── INPUT RECORDS
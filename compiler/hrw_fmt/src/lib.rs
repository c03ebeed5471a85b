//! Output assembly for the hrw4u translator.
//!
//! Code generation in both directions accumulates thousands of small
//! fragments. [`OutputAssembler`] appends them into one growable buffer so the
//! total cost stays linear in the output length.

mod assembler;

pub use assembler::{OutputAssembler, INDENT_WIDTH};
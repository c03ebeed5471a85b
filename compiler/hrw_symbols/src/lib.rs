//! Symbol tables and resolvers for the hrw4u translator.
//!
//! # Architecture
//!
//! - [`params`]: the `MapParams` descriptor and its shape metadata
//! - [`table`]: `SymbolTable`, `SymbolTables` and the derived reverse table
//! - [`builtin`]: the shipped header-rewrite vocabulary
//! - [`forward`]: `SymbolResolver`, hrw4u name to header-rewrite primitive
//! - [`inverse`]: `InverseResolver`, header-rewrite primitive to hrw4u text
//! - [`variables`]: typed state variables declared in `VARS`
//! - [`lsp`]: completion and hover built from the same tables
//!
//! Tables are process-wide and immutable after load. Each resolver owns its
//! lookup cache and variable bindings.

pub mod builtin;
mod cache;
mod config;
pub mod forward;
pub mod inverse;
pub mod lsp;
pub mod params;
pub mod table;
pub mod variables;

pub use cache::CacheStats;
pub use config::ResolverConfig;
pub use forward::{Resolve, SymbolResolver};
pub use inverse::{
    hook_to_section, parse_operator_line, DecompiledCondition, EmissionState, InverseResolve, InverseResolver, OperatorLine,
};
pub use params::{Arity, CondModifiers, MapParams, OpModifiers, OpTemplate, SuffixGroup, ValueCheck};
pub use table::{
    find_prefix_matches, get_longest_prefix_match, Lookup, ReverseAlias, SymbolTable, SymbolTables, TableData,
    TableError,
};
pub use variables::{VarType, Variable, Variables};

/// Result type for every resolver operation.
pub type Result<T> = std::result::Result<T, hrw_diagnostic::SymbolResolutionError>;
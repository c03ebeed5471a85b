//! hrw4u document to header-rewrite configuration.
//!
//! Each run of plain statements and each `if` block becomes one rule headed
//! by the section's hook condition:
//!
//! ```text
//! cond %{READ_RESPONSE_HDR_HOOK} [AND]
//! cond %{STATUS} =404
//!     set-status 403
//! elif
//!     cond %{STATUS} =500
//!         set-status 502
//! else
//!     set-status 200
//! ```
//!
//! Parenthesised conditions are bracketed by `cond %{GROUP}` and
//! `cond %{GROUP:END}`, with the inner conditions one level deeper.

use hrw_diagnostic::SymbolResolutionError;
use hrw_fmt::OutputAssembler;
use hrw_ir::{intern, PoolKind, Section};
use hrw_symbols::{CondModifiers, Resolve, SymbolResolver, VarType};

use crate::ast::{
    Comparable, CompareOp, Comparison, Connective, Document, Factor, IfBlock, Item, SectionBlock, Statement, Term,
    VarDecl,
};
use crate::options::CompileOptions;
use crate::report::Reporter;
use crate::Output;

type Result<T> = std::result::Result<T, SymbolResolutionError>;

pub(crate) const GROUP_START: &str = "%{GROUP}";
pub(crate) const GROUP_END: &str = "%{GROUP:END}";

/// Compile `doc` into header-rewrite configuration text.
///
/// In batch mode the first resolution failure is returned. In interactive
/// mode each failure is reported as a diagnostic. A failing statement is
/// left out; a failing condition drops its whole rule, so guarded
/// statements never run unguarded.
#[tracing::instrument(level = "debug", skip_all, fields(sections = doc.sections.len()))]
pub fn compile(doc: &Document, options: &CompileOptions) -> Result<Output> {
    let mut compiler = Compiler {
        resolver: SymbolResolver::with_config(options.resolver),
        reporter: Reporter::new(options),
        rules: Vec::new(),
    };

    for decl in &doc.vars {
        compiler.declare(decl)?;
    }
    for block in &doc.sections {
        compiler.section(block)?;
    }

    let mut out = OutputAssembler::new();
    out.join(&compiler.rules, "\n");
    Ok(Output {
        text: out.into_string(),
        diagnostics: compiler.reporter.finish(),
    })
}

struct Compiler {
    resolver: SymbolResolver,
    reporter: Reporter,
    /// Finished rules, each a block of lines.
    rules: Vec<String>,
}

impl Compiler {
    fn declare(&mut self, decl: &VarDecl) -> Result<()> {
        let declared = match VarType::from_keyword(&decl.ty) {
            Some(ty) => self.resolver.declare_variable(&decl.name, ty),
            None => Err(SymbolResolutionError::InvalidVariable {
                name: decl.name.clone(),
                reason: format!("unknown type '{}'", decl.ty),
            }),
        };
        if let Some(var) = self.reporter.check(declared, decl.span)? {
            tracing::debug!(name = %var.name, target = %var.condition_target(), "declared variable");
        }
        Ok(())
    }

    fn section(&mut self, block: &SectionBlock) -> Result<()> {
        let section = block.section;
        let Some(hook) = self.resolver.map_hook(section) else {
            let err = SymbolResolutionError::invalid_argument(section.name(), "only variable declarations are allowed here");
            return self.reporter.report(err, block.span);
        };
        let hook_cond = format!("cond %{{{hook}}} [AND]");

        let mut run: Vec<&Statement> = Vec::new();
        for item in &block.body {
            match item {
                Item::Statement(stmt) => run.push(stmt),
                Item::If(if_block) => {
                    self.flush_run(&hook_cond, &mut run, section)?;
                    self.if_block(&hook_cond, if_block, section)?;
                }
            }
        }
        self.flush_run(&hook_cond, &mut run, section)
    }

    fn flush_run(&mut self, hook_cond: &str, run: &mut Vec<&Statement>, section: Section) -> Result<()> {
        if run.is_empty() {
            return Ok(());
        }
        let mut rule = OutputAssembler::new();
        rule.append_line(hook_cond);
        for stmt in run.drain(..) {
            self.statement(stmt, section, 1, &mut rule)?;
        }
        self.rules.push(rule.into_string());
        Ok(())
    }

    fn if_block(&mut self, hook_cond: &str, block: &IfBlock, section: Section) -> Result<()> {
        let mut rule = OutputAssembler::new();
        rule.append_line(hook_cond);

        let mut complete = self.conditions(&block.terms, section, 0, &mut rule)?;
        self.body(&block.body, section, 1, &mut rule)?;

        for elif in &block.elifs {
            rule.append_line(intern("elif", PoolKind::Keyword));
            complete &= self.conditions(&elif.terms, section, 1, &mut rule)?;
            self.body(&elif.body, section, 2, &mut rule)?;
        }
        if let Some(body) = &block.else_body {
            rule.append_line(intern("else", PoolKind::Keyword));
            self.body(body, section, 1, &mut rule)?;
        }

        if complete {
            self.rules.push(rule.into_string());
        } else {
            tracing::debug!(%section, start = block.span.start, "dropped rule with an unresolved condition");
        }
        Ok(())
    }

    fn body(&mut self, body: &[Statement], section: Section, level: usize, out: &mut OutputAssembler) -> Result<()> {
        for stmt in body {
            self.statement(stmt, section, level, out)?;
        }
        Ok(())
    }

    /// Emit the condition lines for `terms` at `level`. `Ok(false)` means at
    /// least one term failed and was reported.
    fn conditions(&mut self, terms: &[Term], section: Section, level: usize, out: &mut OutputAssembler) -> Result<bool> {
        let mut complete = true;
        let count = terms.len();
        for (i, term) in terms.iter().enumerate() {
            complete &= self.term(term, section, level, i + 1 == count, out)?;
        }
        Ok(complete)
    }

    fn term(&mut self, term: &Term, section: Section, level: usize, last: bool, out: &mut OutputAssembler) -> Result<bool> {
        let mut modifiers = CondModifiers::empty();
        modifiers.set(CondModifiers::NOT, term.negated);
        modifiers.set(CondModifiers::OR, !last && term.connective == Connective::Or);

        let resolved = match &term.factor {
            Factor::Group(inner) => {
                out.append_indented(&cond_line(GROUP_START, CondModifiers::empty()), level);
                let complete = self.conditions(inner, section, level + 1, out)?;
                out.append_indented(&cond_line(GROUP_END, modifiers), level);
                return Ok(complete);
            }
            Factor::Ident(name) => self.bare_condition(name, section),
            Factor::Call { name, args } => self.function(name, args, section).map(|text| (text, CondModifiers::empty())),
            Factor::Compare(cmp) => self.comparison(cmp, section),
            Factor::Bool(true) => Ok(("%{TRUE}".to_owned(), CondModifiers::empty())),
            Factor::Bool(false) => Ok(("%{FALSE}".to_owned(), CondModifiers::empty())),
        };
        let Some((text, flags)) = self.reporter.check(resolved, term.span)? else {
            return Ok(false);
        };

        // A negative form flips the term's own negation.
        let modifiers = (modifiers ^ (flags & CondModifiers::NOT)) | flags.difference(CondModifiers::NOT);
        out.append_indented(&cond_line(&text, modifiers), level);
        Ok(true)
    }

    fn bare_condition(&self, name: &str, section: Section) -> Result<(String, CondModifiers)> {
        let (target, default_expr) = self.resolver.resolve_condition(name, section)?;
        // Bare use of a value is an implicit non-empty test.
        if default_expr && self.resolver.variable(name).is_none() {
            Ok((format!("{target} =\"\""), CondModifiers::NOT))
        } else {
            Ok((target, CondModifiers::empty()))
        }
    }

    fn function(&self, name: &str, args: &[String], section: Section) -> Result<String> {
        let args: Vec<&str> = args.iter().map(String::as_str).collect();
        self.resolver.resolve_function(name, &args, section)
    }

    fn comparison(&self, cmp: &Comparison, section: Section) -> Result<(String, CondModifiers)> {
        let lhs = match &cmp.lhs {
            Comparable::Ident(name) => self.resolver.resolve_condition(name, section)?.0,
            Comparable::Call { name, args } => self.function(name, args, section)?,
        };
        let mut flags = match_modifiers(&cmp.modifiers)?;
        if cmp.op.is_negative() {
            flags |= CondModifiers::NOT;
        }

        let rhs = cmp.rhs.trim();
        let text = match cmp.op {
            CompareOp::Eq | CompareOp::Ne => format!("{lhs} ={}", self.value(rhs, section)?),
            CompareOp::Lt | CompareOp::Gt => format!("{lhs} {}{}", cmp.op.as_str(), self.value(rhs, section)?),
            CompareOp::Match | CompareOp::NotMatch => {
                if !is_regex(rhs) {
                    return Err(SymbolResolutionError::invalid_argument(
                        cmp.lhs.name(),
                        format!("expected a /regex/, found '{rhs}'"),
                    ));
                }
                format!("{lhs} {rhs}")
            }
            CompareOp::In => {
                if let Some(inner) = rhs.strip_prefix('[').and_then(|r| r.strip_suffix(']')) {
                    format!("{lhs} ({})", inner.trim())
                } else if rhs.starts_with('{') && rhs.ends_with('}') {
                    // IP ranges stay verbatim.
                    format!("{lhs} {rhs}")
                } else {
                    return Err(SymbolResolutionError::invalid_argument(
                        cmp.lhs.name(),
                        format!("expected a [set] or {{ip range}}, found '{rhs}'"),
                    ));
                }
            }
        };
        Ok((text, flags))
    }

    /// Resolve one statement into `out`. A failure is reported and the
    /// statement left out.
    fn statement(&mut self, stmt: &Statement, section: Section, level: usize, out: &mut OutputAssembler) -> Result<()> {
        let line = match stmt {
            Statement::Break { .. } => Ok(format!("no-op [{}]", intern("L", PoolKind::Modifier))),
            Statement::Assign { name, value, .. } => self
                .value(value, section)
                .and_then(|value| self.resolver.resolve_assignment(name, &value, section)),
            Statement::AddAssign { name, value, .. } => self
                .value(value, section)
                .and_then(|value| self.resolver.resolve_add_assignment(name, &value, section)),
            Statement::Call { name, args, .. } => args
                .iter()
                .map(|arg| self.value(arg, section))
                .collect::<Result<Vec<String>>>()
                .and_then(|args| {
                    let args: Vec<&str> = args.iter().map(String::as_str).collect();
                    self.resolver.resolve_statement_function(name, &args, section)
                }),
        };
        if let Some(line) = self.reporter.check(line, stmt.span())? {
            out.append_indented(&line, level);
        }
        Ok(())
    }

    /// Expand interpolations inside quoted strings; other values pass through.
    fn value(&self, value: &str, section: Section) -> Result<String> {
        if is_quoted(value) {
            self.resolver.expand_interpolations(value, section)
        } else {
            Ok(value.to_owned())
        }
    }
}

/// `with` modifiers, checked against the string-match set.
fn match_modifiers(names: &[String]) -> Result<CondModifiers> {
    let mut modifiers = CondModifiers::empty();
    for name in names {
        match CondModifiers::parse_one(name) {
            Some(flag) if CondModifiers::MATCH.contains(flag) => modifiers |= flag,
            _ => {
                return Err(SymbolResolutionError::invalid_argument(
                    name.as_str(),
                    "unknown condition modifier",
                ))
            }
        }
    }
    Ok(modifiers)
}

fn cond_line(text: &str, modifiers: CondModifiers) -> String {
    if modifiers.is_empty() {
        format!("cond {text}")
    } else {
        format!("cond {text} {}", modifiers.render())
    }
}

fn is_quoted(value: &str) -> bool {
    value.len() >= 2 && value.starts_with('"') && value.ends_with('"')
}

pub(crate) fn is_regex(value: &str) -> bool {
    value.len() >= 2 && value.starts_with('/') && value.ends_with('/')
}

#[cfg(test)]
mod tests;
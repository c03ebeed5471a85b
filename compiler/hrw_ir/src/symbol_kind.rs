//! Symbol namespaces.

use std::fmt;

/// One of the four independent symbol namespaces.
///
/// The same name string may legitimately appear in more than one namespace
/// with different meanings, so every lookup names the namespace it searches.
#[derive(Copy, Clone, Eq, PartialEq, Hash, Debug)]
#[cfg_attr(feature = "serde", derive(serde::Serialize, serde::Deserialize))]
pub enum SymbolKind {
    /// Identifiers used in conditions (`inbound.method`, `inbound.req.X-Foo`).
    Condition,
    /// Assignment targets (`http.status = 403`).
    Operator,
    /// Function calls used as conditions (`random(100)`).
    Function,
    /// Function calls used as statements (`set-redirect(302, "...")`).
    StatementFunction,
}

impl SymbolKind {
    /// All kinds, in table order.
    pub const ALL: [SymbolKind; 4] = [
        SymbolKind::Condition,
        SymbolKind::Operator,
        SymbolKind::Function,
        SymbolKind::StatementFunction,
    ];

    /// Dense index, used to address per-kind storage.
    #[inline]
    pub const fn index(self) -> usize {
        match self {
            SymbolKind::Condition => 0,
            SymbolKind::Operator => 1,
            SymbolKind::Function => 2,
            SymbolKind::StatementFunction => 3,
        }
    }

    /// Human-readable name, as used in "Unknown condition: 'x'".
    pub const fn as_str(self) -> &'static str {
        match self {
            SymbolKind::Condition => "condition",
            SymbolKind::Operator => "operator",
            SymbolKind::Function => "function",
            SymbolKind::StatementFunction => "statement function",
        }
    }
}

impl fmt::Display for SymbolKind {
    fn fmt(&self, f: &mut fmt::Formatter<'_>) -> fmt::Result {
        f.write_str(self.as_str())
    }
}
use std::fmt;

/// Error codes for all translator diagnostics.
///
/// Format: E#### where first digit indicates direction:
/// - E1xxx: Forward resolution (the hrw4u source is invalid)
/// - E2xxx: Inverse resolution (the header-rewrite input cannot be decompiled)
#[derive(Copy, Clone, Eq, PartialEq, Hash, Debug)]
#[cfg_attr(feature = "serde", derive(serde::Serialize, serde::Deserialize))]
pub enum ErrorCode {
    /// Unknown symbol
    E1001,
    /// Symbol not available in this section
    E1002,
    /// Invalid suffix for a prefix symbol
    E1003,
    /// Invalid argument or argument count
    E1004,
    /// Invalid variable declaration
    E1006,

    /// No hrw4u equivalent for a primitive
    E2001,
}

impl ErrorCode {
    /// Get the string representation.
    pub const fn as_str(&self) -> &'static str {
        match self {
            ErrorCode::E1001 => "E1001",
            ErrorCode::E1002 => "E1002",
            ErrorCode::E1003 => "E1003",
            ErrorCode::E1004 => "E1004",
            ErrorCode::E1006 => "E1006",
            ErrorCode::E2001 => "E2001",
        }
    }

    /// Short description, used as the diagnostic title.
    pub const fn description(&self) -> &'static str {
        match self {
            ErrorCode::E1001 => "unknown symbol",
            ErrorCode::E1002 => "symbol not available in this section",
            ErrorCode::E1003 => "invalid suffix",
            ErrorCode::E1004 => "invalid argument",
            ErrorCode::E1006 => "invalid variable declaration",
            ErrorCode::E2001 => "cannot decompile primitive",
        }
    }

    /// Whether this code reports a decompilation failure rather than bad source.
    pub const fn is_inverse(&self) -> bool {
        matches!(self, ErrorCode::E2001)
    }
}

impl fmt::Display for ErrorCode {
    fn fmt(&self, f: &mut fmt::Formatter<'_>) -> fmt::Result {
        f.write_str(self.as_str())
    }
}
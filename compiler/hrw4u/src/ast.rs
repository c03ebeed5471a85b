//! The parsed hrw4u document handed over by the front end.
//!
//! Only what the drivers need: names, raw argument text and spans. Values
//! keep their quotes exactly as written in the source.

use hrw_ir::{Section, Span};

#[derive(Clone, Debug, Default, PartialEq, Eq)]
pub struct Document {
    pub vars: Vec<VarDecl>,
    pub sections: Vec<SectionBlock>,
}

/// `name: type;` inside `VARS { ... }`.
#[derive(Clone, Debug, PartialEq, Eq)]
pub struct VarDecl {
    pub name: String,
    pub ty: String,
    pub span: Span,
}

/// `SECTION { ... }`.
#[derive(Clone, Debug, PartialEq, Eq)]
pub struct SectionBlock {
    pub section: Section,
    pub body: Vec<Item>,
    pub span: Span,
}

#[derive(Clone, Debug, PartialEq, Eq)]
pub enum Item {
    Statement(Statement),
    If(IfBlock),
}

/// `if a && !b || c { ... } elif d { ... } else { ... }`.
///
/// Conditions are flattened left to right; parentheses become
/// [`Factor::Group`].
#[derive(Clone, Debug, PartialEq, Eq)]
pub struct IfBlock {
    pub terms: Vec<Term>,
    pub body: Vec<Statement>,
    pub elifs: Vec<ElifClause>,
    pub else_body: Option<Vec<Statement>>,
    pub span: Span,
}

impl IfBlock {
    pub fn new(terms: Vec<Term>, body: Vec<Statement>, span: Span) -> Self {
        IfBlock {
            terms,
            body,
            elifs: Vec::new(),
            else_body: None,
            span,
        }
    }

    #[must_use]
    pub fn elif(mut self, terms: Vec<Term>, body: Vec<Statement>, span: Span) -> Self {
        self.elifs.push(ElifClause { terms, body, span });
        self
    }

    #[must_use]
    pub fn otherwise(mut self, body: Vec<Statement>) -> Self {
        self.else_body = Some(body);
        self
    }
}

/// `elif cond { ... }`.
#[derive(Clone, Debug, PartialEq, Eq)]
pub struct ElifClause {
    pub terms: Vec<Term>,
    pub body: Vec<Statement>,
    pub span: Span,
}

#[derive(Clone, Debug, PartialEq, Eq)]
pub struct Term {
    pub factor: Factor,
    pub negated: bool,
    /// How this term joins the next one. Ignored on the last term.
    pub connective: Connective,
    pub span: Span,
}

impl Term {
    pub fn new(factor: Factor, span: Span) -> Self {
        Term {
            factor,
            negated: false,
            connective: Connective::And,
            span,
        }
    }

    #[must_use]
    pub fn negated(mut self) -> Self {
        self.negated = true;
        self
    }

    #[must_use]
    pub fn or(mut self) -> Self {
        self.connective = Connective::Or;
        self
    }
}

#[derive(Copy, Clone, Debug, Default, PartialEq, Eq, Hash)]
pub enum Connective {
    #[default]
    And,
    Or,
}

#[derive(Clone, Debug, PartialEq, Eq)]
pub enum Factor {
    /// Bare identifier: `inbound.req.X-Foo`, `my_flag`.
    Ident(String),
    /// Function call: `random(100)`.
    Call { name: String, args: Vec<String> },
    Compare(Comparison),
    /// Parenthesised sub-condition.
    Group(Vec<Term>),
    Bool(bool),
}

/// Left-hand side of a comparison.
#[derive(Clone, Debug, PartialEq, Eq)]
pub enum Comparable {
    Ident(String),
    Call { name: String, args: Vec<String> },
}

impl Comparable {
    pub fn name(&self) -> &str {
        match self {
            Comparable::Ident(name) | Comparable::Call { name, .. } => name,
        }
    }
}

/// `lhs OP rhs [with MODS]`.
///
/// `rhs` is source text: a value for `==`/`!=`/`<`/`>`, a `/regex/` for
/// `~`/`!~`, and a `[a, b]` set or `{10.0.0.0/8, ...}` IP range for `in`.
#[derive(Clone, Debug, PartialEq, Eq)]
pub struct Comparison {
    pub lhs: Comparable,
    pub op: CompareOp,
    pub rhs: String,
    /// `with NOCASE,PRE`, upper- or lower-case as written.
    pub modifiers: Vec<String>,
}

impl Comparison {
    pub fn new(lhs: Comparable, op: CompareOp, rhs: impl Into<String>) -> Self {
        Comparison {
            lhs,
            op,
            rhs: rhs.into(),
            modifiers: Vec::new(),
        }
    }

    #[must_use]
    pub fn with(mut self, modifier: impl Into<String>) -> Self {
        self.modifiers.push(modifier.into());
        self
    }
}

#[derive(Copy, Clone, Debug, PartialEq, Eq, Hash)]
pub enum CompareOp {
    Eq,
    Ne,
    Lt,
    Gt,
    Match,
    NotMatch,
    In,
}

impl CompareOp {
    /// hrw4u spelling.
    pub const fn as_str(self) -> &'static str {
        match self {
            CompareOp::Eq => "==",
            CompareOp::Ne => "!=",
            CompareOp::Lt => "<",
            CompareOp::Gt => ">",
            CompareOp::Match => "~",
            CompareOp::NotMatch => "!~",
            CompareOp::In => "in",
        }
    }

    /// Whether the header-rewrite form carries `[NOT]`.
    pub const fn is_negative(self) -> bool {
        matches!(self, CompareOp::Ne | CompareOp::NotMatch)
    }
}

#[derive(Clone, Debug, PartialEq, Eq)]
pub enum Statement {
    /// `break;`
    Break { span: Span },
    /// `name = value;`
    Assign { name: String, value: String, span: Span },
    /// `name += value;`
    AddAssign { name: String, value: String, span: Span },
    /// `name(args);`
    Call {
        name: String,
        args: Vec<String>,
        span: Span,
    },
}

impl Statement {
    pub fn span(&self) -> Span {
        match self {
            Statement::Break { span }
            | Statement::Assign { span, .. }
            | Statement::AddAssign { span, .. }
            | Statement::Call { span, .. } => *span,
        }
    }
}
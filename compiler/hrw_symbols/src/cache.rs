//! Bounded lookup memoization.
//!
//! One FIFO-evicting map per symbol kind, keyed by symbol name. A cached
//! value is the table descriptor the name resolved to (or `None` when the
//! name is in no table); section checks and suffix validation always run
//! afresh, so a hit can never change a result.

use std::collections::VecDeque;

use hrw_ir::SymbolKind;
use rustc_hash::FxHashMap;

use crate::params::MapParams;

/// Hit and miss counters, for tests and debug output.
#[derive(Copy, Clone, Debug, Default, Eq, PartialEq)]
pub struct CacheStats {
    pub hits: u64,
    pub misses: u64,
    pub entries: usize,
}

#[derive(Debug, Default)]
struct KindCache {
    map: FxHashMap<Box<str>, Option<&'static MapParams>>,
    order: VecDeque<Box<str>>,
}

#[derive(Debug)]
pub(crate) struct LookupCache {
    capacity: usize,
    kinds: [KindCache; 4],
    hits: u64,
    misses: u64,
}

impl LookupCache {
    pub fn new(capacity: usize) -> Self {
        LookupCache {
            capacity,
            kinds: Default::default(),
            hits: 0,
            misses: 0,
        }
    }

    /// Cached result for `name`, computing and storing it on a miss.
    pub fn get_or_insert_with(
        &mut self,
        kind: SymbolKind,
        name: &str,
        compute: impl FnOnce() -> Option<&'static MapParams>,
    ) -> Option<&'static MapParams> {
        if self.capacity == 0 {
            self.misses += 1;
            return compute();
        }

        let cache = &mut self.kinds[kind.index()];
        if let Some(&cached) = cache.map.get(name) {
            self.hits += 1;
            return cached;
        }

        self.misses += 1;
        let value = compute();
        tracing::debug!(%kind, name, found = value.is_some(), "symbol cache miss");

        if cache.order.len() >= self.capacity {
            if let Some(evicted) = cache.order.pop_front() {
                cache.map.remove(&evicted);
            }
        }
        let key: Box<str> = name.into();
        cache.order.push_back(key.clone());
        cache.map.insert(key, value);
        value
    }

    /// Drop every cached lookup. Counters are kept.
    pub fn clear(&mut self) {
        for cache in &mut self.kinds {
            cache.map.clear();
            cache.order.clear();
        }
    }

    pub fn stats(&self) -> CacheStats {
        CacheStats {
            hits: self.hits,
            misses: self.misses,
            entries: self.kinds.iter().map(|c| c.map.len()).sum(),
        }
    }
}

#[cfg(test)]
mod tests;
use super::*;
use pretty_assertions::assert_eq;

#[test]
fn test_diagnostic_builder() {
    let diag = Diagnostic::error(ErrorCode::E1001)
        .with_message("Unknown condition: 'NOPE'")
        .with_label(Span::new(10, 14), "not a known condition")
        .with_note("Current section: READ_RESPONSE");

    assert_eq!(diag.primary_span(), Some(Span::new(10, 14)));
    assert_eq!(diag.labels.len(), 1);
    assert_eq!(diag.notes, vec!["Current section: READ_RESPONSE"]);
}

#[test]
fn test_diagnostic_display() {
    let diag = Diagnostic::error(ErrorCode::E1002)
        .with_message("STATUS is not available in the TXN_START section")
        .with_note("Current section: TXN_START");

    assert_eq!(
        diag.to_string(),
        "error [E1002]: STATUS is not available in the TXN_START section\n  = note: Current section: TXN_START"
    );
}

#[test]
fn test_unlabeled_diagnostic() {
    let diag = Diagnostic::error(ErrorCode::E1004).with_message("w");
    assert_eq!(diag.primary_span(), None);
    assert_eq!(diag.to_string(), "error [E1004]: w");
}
────
# WORK ITEM
Only one stretch of the entries above is wanted: the lines from the one containing "self.if_block(&hook_cond, if_block, section)?;" through the one containing "fn flush_run(&mut self, hook_cond: &str, run: &mut". Please reproduce it exactly.

# EXPECTED ANSWER
                    self.if_block(&hook_cond, if_block, section)?;
                }
            }
        }
        self.flush_run(&hook_cond, &mut run, section)
    }

    fn flush_run(&mut self, hook_cond: &str, run: &mut Vec<&Statement>, section: Section) -> Result<()> {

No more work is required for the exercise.